__RECORDED INFORMATION__
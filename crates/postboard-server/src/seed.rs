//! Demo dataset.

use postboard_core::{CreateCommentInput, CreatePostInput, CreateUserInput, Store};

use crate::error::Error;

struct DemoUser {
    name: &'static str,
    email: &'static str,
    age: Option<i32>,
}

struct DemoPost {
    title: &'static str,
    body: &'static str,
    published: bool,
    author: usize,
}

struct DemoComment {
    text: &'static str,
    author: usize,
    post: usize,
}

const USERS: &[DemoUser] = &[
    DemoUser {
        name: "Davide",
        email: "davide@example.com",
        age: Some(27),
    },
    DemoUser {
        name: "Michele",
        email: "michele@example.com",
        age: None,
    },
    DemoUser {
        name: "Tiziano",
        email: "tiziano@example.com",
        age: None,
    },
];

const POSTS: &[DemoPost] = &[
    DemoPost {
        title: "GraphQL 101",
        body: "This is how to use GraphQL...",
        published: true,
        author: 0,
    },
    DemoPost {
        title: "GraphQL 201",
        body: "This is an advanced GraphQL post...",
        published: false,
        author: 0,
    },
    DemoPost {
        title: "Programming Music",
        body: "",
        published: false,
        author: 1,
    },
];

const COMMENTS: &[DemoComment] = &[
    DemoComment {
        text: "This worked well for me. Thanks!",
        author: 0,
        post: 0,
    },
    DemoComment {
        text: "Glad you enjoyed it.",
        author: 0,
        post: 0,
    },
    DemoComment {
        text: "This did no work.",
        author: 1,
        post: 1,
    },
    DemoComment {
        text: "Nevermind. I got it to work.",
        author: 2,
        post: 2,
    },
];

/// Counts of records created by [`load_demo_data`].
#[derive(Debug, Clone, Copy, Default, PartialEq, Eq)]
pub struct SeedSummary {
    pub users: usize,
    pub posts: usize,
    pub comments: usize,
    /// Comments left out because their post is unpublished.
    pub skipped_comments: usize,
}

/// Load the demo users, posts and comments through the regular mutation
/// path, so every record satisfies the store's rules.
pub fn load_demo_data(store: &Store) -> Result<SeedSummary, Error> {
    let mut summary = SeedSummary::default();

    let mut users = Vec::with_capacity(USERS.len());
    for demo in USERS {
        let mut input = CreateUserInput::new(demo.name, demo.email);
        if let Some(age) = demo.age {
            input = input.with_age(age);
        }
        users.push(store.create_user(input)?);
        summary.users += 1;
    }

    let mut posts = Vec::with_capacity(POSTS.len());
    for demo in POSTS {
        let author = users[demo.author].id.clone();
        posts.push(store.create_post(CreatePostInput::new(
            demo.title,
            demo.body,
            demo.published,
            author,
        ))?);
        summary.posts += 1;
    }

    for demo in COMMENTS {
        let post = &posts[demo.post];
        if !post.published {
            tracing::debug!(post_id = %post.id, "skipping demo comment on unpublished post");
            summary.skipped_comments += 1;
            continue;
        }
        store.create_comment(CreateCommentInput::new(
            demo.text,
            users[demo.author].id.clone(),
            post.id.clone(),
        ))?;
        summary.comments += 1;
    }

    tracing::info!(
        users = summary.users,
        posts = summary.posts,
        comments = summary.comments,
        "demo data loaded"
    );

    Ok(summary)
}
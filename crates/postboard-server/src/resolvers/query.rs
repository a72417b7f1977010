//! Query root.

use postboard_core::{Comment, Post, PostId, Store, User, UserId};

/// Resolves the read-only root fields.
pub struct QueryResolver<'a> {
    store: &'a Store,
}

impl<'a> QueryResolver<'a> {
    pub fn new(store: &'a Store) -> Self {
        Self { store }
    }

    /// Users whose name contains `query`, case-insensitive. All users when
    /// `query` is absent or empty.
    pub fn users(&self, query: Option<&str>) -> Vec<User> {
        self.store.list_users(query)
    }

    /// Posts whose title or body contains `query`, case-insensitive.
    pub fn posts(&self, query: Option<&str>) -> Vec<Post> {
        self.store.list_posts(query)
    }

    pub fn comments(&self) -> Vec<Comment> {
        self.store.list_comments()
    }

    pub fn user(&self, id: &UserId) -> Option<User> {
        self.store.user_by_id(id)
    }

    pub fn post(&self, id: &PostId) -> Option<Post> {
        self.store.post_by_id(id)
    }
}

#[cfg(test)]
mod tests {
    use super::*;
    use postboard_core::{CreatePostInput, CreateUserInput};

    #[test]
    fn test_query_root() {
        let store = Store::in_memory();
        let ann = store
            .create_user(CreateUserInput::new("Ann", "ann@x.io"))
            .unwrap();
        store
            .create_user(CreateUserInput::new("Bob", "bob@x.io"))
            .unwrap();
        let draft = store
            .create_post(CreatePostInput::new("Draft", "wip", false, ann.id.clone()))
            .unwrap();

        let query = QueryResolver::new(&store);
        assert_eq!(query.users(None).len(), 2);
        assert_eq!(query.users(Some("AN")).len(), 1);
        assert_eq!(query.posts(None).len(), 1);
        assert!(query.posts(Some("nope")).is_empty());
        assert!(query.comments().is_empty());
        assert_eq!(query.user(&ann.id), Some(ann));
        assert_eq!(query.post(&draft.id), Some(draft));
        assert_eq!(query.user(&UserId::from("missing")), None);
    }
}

__TASK PROMPT__
The entries above are to be retyped exactly, with nothing left out.

__EXERCISE ANSWER__
filename crates/postboard-server/src/seed.rs
//! Demo dataset.

use postboard_core::{CreateCommentInput, CreatePostInput, CreateUserInput, Store};

use crate::error::Error;

struct DemoUser {
    name: &'static str,
    email: &'static str,
    age: Option<i32>,
}

struct DemoPost {
    title: &'static str,
    body: &'static str,
    published: bool,
    author: usize,
}

struct DemoComment {
    text: &'static str,
    author: usize,
    post: usize,
}

const USERS: &[DemoUser] = &[
    DemoUser {
        name: "Davide",
        email: "davide@example.com",
        age: Some(27),
    },
    DemoUser {
        name: "Michele",
        email: "michele@example.com",
        age: None,
    },
    DemoUser {
        name: "Tiziano",
        email: "tiziano@example.com",
        age: None,
    },
];

const POSTS: &[DemoPost] = &[
    DemoPost {
        title: "GraphQL 101",
        body: "This is how to use GraphQL...",
        published: true,
        author: 0,
    },
    DemoPost {
        title: "GraphQL 201",
        body: "This is an advanced GraphQL post...",
        published: false,
        author: 0,
    },
    DemoPost {
        title: "Programming Music",
        body: "",
        published: false,
        author: 1,
    },
];

const COMMENTS: &[DemoComment] = &[
    DemoComment {
        text: "This worked well for me. Thanks!",
        author: 0,
        post: 0,
    },
    DemoComment {
        text: "Glad you enjoyed it.",
        author: 0,
        post: 0,
    },
    DemoComment {
        text: "This did no work.",
        author: 1,
        post: 1,
    },
    DemoComment {
        text: "Nevermind. I got it to work.",
        author: 2,
        post: 2,
    },
];

/// Counts of records created by [`load_demo_data`].
#[derive(Debug, Clone, Copy, Default, PartialEq, Eq)]
pub struct SeedSummary {
    pub users: usize,
    pub posts: usize,
    pub comments: usize,
    /// Comments left out because their post is unpublished.
    pub skipped_comments: usize,
}

/// Load the demo users, posts and comments through the regular mutation
/// path, so every record satisfies the store's rules.
pub fn load_demo_data(store: &Store) -> Result<SeedSummary, Error> {
    let mut summary = SeedSummary::default();

    let mut users = Vec::with_capacity(USERS.len());
    for demo in USERS {
        let mut input = CreateUserInput::new(demo.name, demo.email);
        if let Some(age) = demo.age {
            input = input.with_age(age);
        }
        users.push(store.create_user(input)?);
        summary.users += 1;
    }

    let mut posts = Vec::with_capacity(POSTS.len());
    for demo in POSTS {
        let author = users[demo.author].id.clone();
        posts.push(store.create_post(CreatePostInput::new(
            demo.title,
            demo.body,
            demo.published,
            author,
        ))?);
        summary.posts += 1;
    }

    for demo in COMMENTS {
        let post = &posts[demo.post];
        if !post.published {
            tracing::debug!(post_id = %post.id, "skipping demo comment on unpublished post");
            summary.skipped_comments += 1;
            continue;
        }
        store.create_comment(CreateCommentInput::new(
            demo.text,
            users[demo.author].id.clone(),
            post.id.clone(),
        ))?;
        summary.comments += 1;
    }

    tracing::info!(
        users = summary.users,
        posts = summary.posts,
        comments = summary.comments,
        "demo data loaded"
    );

    Ok(summary)
}
filename crates/postboard-server/src/resolvers/query.rs
repository a72417b7f1977010
//! Query root.

use postboard_core::{Comment, Post, PostId, Store, User, UserId};

/// Resolves the read-only root fields.
pub struct QueryResolver<'a> {
    store: &'a Store,
}

impl<'a> QueryResolver<'a> {
    pub fn new(store: &'a Store) -> Self {
        Self { store }
    }

    /// Users whose name contains `query`, case-insensitive. All users when
    /// `query` is absent or empty.
    pub fn users(&self, query: Option<&str>) -> Vec<User> {
        self.store.list_users(query)
    }

    /// Posts whose title or body contains `query`, case-insensitive.
    pub fn posts(&self, query: Option<&str>) -> Vec<Post> {
        self.store.list_posts(query)
    }

    pub fn comments(&self) -> Vec<Comment> {
        self.store.list_comments()
    }

    pub fn user(&self, id: &UserId) -> Option<User> {
        self.store.user_by_id(id)
    }

    pub fn post(&self, id: &PostId) -> Option<Post> {
        self.store.post_by_id(id)
    }
}

#[cfg(test)]
mod tests {
    use super::*;
    use postboard_core::{CreatePostInput, CreateUserInput};

    #[test]
    fn test_query_root() {
        let store = Store::in_memory();
        let ann = store
            .create_user(CreateUserInput::new("Ann", "ann@x.io"))
            .unwrap();
        store
            .create_user(CreateUserInput::new("Bob", "bob@x.io"))
            .unwrap();
        let draft = store
            .create_post(CreatePostInput::new("Draft", "wip", false, ann.id.clone()))
            .unwrap();

        let query = QueryResolver::new(&store);
        assert_eq!(query.users(None).len(), 2);
        assert_eq!(query.users(Some("AN")).len(), 1);
        assert_eq!(query.posts(None).len(), 1);
        assert!(query.posts(Some("nope")).is_empty());
        assert!(query.comments().is_empty());
        assert_eq!(query.user(&ann.id), Some(ann));
        assert_eq!(query.post(&draft.id), Some(draft));
        assert_eq!(query.user(&UserId::from("missing")), None);
    }
}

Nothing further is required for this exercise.